Many have already decided whether they love or hate Winston, University of Southern California sports marketing professor David Carter said.
Casual fans are also at risk.
"There's tremendous … risk on the line for the team," he said. "Everyone is really hypersensitive to player behavior."
The Bucs must also be concerned about how female fans perceive Winston. In 2013, the NFL averaged 17.4 million viewers per regular-season game, and 35 percent of them — 6.1 million viewers — were women. That's a target audience, and an important new source of revenue, which the league wants to grow.
The NFL was widely criticized last year for the number of players accused of assaulting women and the way the league disciplined them.
Seeing a player with Winston's baggage drafted with the top pick doesn't help that perception, Valencia College sociology professor Adrienne Trier-Bieniek said.
"To me, character counts," she said.
There is an effective, albeit cynical, damage-control strategy that Winston and the Bucs could attempt as soon as the season starts: win games.
"Unlike a politician or an actor," Maloni said, "every single week (an athlete) has a chance to redeem his reputation."

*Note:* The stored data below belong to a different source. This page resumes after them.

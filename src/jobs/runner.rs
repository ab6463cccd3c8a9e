//! Job execution.
//!
//! The runner is the registry's execution routine: it resolves the
//! capability for a job's category, forwards engine progress into the
//! registry, and finalizes the job. Every failure is trapped into the
//! failed state; nothing here can take the process down.

use std::path::PathBuf;
use std::sync::Arc;

use tokio::sync::Semaphore;

use morphd_core::{run_bounded, JobId};
use morphd_engines::{progress_channel, CapabilityRegistry, ConvertRequest};

use crate::config::ConversionConfig;
use crate::jobs::JobRegistry;

/// Executes jobs against the capability registry with a global concurrency
/// bound.
pub struct JobRunner {
    registry: Arc<JobRegistry>,
    capabilities: Arc<CapabilityRegistry>,
    semaphore: Arc<Semaphore>,
    output_dir: PathBuf,
    work_dir: PathBuf,
    batch_concurrency: usize,
}

impl JobRunner {
    pub fn new(
        registry: Arc<JobRegistry>,
        capabilities: Arc<CapabilityRegistry>,
        conversion: &ConversionConfig,
    ) -> Arc<Self> {
        let limit = conversion.max_concurrent_jobs.max(1);
        Arc::new(Self {
            registry,
            capabilities,
            semaphore: Arc::new(Semaphore::new(limit)),
            output_dir: conversion.output_dir.clone(),
            work_dir: conversion.work_dir.clone(),
            batch_concurrency: limit,
        })
    }

    /// Execute one job to a terminal state. Never returns an error: all
    /// failures are recorded on the job.
    pub async fn run(&self, id: JobId) {
        let Some(job) = self.registry.get(id) else {
            tracing::warn!("Job {} vanished before execution", id);
            return;
        };

        let _permit = self
            .semaphore
            .clone()
            .acquire_owned()
            .await
            .expect("job semaphore closed");

        // A cancel may have arrived while we waited for a slot; never
        // start the engine for a cancelled job.
        if !self.registry.start(id) {
            tracing::debug!("Job {} no longer startable, skipping", id);
            return;
        }

        tracing::info!(
            "Processing job {}: {} -> {}",
            id,
            job.input_path.display(),
            job.output_format
        );

        let Some(capability) = self.capabilities.capability_for(job.category) else {
            self.registry.fail(
                id,
                &format!("no capability registered for category {}", job.category),
            );
            return;
        };

        let (progress_tx, mut progress_rx) = progress_channel();
        let registry = Arc::clone(&self.registry);
        let forwarder = tokio::spawn(async move {
            while let Some(percent) = progress_rx.recv().await {
                registry.update_progress(id, percent);
            }
        });

        let request = ConvertRequest {
            input: job.input_path.clone(),
            output_format: job.output_format.clone(),
            output_dir: self.output_dir.clone(),
            work_dir: self.work_dir.clone(),
            options: job.options.clone(),
            progress: Some(progress_tx),
        };

        let result = capability.convert(&request).await;

        // Dropping the request closes the progress channel; wait for the
        // forwarder so every sample lands before finalization.
        drop(request);
        let _ = forwarder.await;

        match result {
            Ok(outcome) if outcome.is_empty() => {
                self.registry
                    .fail(id, "conversion produced no output (no pages matched)");
            }
            Ok(outcome) => {
                tracing::info!("Job {} completed ({} artifacts)", id, outcome.len());
                self.registry.complete(id, outcome.into_paths());
            }
            Err(e) => {
                tracing::error!("Job {} failed: {}", id, e);
                self.registry.fail(id, &e.to_string());
            }
        }
    }

    /// Fan a batch out through the bounded worker pool. Individual job
    /// failures are recorded on the jobs and never abort the batch.
    pub async fn run_batch(self: &Arc<Self>, ids: Vec<JobId>) {
        let runner = Arc::clone(self);
        let result = run_bounded(ids, self.batch_concurrency, move |id| {
            let runner = Arc::clone(&runner);
            async move {
                runner.run(id).await;
                Ok(())
            }
        })
        .await;

        if let Err(e) = result {
            tracing::error!("Batch execution error: {}", e);
        }
    }

    /// Detach a single-job execution.
    pub fn spawn(self: &Arc<Self>, id: JobId) {
        let runner = Arc::clone(self);
        tokio::spawn(async move { runner.run(id).await });
    }

    /// Detach a batch execution.
    pub fn spawn_batch(self: &Arc<Self>, ids: Vec<JobId>) {
        let runner = Arc::clone(self);
        tokio::spawn(async move { runner.run_batch(ids).await });
    }
}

Long term, time and hard work can also change how fans and the community view Winston, Tampa public relations strategist Beth Leytham said.

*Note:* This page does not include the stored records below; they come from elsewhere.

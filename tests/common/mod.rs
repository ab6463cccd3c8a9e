//! Shared test harness for integration tests.
//!
//! Provides [`TestHarness`] which wires a job registry and runner against a
//! stub capability operating on real temp files, plus helpers for building
//! PDF fixtures with lopdf.
#![allow(dead_code)]

use std::path::{Path, PathBuf};
use std::sync::Arc;
use std::time::Duration;

use async_trait::async_trait;
use lopdf::content::{Content, Operation};
use lopdf::{dictionary, Document, Object, Stream};
use tempfile::TempDir;

use morphd::config::{Config, ConversionConfig};
use morphd::jobs::{JobRegistry, JobRunner};
use morphd::server::AppContext;
use morphd_core::{Category, Error, Result};
use morphd_engines::{
    Capability, CapabilityRegistry, ConversionOutcome, ConvertRequest,
};

/// How the stub capability behaves.
#[derive(Debug, Clone)]
pub enum StubMode {
    /// Copy the input to the output after reporting progress milestones.
    Succeed,
    /// Fail with the given engine message.
    Fail(String),
    /// Sleep before succeeding, leaving a window to cancel.
    Slow(Duration),
}

/// A capability that claims `.txt` documents and converts by copying,
/// so lifecycle tests exercise the full pipeline without external engines.
pub struct StubCapability {
    pub mode: StubMode,
}

#[async_trait]
impl Capability for StubCapability {
    fn category(&self) -> Category {
        Category::Document
    }

    fn supported_inputs(&self) -> &'static [&'static str] {
        &["txt"]
    }

    fn supported_outputs(&self) -> &'static [&'static str] {
        &["txt", "out"]
    }

    async fn convert(&self, req: &ConvertRequest) -> Result<ConversionOutcome> {
        match &self.mode {
            StubMode::Fail(message) => {
                return Err(Error::engine("stub", message.clone()));
            }
            StubMode::Slow(delay) => {
                req.report_progress(10);
                tokio::time::sleep(*delay).await;
            }
            StubMode::Succeed => {}
        }

        for milestone in [25u8, 50, 75] {
            req.report_progress(milestone);
        }

        let output = req.single_output_path();
        tokio::fs::copy(&req.input, &output)
            .await
            .map_err(Error::Io)?;
        Ok(ConversionOutcome::Single(output))
    }
}

/// Test harness wrapping a registry + runner + capability registry over
/// temp directories.
pub struct TestHarness {
    pub registry: Arc<JobRegistry>,
    pub runner: Arc<JobRunner>,
    pub capabilities: Arc<CapabilityRegistry>,
    pub config: Arc<Config>,
    pub input_dir: TempDir,
    _output_dir: TempDir,
    _work_dir: TempDir,
}

impl TestHarness {
    /// Harness with a successful stub capability.
    pub fn new() -> Self {
        Self::with_capability(Arc::new(StubCapability {
            mode: StubMode::Succeed,
        }))
    }

    /// Harness with a stub in a specific mode.
    pub fn with_stub(mode: StubMode) -> Self {
        Self::with_capability(Arc::new(StubCapability { mode }))
    }

    /// Harness with the real capability set (lopdf paths work without
    /// external engines).
    pub fn with_real_capabilities() -> Self {
        Self::build(CapabilityRegistry::new(Default::default()))
    }

    pub fn with_capability(capability: Arc<dyn Capability>) -> Self {
        Self::build(CapabilityRegistry::with_capabilities(vec![capability]))
    }

    fn build(capabilities: CapabilityRegistry) -> Self {
        let input_dir = TempDir::new().expect("input tempdir");
        let output_dir = TempDir::new().expect("output tempdir");
        let work_dir = TempDir::new().expect("work tempdir");

        let mut config = Config::default();
        config.conversion = ConversionConfig {
            output_dir: output_dir.path().to_path_buf(),
            work_dir: work_dir.path().to_path_buf(),
            max_concurrent_jobs: 2,
        };

        let capabilities = Arc::new(capabilities);
        let registry = JobRegistry::new();
        let runner = JobRunner::new(
            Arc::clone(&registry),
            Arc::clone(&capabilities),
            &config.conversion,
        );

        Self {
            registry,
            runner,
            capabilities,
            config: Arc::new(config),
            input_dir,
            _output_dir: output_dir,
            _work_dir: work_dir,
        }
    }

    /// Full HTTP context for router-level tests.
    pub fn app_context(&self) -> AppContext {
        AppContext {
            registry: Arc::clone(&self.registry),
            runner: Arc::clone(&self.runner),
            capabilities: Arc::clone(&self.capabilities),
            config: Arc::clone(&self.config),
        }
    }

    /// Write a text input file into the harness input dir.
    pub fn write_input(&self, name: &str, contents: &[u8]) -> PathBuf {
        let path = self.input_dir.path().join(name);
        std::fs::write(&path, contents).expect("write input");
        path
    }

    /// Write an n-page PDF fixture into the harness input dir.
    pub fn write_pdf(&self, name: &str, pages: u32) -> PathBuf {
        let path = self.input_dir.path().join(name);
        let mut doc = build_pdf("fixture", pages);
        doc.save(&path).expect("save fixture pdf");
        path
    }
}

/// Build an in-memory PDF whose page `n` shows `"{label} page {n}"`.
pub fn build_pdf(label: &str, pages: u32) -> Document {
    let mut doc = Document::with_version("1.5");
    let pages_id = doc.new_object_id();
    let font_id = doc.add_object(dictionary! {
        "Type" => "Font",
        "Subtype" => "Type1",
        "BaseFont" => "Helvetica",
    });
    let resources_id = doc.add_object(dictionary! {
        "Font" => dictionary! { "F1" => font_id },
    });

    let mut kids: Vec<Object> = Vec::new();
    for n in 1..=pages {
        let content = Content {
            operations: vec![
                Operation::new("BT", vec![]),
                Operation::new("Tf", vec!["F1".into(), 24.into()]),
                Operation::new("Td", vec![72.into(), 720.into()]),
                Operation::new("Tj", vec![Object::string_literal(format!("{label} page {n}"))]),
                Operation::new("ET", vec![]),
            ],
        };
        let content_id = doc.add_object(Stream::new(dictionary! {}, content.encode().unwrap()));
        let page_id = doc.add_object(dictionary! {
            "Type" => "Page",
            "Parent" => pages_id,
            "Contents" => content_id,
        });
        kids.push(page_id.into());
    }

    let count = kids.len() as i64;
    doc.objects.insert(
        pages_id,
        Object::Dictionary(dictionary! {
            "Type" => "Pages",
            "Kids" => kids,
            "Count" => count,
            "Resources" => resources_id,
            "MediaBox" => vec![0.into(), 0.into(), 595.into(), 842.into()],
        }),
    );
    let catalog_id = doc.add_object(dictionary! {
        "Type" => "Catalog",
        "Pages" => pages_id,
    });
    doc.trailer.set("Root", catalog_id);
    doc
}

/// Page count of a PDF on disk.
pub fn pdf_page_count(path: &Path) -> u32 {
    Document::load(path).expect("load pdf").get_pages().len() as u32
}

"Reframing is what I call it," she said, "and the way you do that is, you earn it, and you earn it by winning, staying inside the law, staying inside societal norms."
Moments after the Bucs called his name Thursday night, Winston said he knew what he must do:
"Actions speak so much louder than words, what they've read or what they may have heard. It's about your actions. Whatever is in the past is in the past. I look forward to gaining everyone's trust."
But some reputations can never be truly restored. Look at Pittsburgh Steelers quarterback Ben Roethlisberger, who has won two Super Bowls.
In 2010, he was accused of sexual assault but, like Winston, never charged. Yet Roethlisberger still lost sponsorship deals and was suspended for six games.
"He's still one of the best quarterbacks in the NFL," Sutton said. "He's married and he's got a kid and he's rehabilitating his image.
"But a lot of sponsors haven't jumped on the bandwagon yet."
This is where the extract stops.